_INPUT DATA_
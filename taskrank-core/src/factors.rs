//! Sub-score calculators.
//!
//! Each calculator maps one aspect of a task onto 0-100 and never fails: bad
//! field values fall back to the neutral score of 50.

use crate::task::Task;
use chrono::NaiveDate;
use std::fmt;

pub const NEUTRAL_SCORE: f64 = 50.0;

const IMPORTANCE_MIN: f64 = 1.0;
const IMPORTANCE_MAX: f64 = 10.0;
const IMPORTANCE_CURVE: f64 = 1.2;
const IMPORTANCE_SCALE: f64 = 7.5;

/// Score for a task that blocks nothing.
pub const DEPENDENCY_BASELINE: f64 = 40.0;

/// Recoverable problems with a task's fields. Logged, never returned as errors.
#[derive(Debug, Clone, PartialEq)]
pub enum FieldParseWarning {
    UnparseableDueDate(String),
    NonNumericImportance,
    ImportanceOutOfRange(f64),
    InvalidEstimatedHours,
}

impl fmt::Display for FieldParseWarning {
    fn fmt(&self, f: &mut fmt::Formatter<'_>) -> fmt::Result {
        match self {
            FieldParseWarning::UnparseableDueDate(raw) => {
                write!(f, "unparseable due_date '{raw}', using neutral urgency")
            }
            FieldParseWarning::NonNumericImportance => {
                f.write_str("non-numeric importance, using neutral score")
            }
            FieldParseWarning::ImportanceOutOfRange(v) => {
                write!(f, "importance {v} outside 1-10, clamped")
            }
            FieldParseWarning::InvalidEstimatedHours => {
                f.write_str("estimated_hours not a positive number, using neutral score")
            }
        }
    }
}

/// Collect every field problem the calculators will silently paper over.
pub fn field_warnings(task: &Task) -> Vec<FieldParseWarning> {
    let mut out = Vec::new();

    if let Some(raw) = &task.due_date {
        if task.due().is_none() {
            out.push(FieldParseWarning::UnparseableDueDate(raw.to_string()));
        }
    }

    match task.importance_value() {
        None => out.push(FieldParseWarning::NonNumericImportance),
        Some(v) if !(IMPORTANCE_MIN..=IMPORTANCE_MAX).contains(&v) => {
            out.push(FieldParseWarning::ImportanceOutOfRange(v))
        }
        Some(_) => {}
    }

    match task.hours_value() {
        Some(h) if h > 0.0 => {}
        _ => out.push(FieldParseWarning::InvalidEstimatedHours),
    }

    out
}

/// Urgency before clamping. Overdue tasks exceed 100 and keep rising.
pub fn raw_urgency(days_until_due: i64) -> f64 {
    let d = days_until_due as f64;
    match days_until_due {
        n if n < 0 => 100.0 + 5.0 * d.abs(),
        0 => 95.0,
        1..=7 => 90.0 - 5.0 * d,
        8..=14 => 60.0 - 3.0 * (d - 7.0),
        15..=30 => 40.0 - 1.5 * (d - 14.0),
        _ => (40.0 - 0.5 * (d - 30.0)).max(10.0),
    }
}

pub fn urgency_score(task: &Task, today: NaiveDate) -> f64 {
    match task.days_until_due(today) {
        Some(days) => raw_urgency(days).min(100.0),
        None => NEUTRAL_SCORE,
    }
}

/// Importance on the convex curve `7.5 * r^1.2`, rescaled by its value at
/// rating 10 so the result spans 6.31 (rating 1) to 100 (rating 10) rather
/// than 7.5 to 118.9.
pub fn importance_score(task: &Task) -> f64 {
    let Some(rating) = task.importance_value() else {
        return NEUTRAL_SCORE;
    };
    let rating = rating.clamp(IMPORTANCE_MIN, IMPORTANCE_MAX);
    let ceiling = IMPORTANCE_MAX.powf(IMPORTANCE_CURVE) * IMPORTANCE_SCALE;
    rating.powf(IMPORTANCE_CURVE) * IMPORTANCE_SCALE / ceiling * 100.0
}

/// Smaller tasks score higher; long ones floor at 30 so they stay visible.
pub fn effort_score(task: &Task) -> f64 {
    let hours = match task.hours_value() {
        Some(h) if h > 0.0 => h,
        _ => return NEUTRAL_SCORE,
    };

    if hours <= 2.0 {
        80.0
    } else if hours <= 8.0 {
        70.0 - 3.0 * (hours - 2.0)
    } else {
        (50.0 - 2.0 * (hours - 8.0)).max(30.0)
    }
}

/// Number of other tasks in `batch` that list `task` as a dependency.
pub fn blocked_count(task: &Task, batch: &[Task]) -> usize {
    let Some(id) = &task.id else { return 0 };
    batch
        .iter()
        .filter(|other| other.id.as_ref() != Some(id) && other.depends_on(id))
        .count()
}

pub fn dependency_score_for_count(blocked: usize) -> f64 {
    match blocked {
        0 => DEPENDENCY_BASELINE,
        1 => 60.0,
        2 => 75.0,
        n => (75.0 + 10.0 * (n - 2) as f64).min(100.0),
    }
}

pub fn dependency_score(task: &Task, batch: &[Task]) -> f64 {
    dependency_score_for_count(blocked_count(task, batch))
}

_WHAT TO WORK ON_
The lines wanted are those from the one with "pub fn dependency_score(task: &Task, batch: &[Task])" through the last line of the records, repeated exactly and with both ends included.

_RESPONSE AREA_
pub fn dependency_score(task: &Task, batch: &[Task]) -> f64 {
    dependency_score_for_count(blocked_count(task, batch))
}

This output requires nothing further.